● **DATASET**:
------------------------------------------------------------------------
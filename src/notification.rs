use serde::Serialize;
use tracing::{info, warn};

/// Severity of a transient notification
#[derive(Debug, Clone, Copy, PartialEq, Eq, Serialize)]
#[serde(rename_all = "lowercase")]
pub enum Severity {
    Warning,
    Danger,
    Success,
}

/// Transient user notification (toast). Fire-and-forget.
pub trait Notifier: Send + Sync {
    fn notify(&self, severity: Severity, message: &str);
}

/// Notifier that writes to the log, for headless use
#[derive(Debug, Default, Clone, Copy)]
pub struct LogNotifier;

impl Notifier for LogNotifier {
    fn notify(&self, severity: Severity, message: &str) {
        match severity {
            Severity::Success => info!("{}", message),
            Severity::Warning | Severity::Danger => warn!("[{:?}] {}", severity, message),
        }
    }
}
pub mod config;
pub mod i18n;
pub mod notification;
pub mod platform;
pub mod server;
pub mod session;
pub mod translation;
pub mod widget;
------------------------------------------------------------------------
Work out how many lines above contain "Danger"; write only the number.

2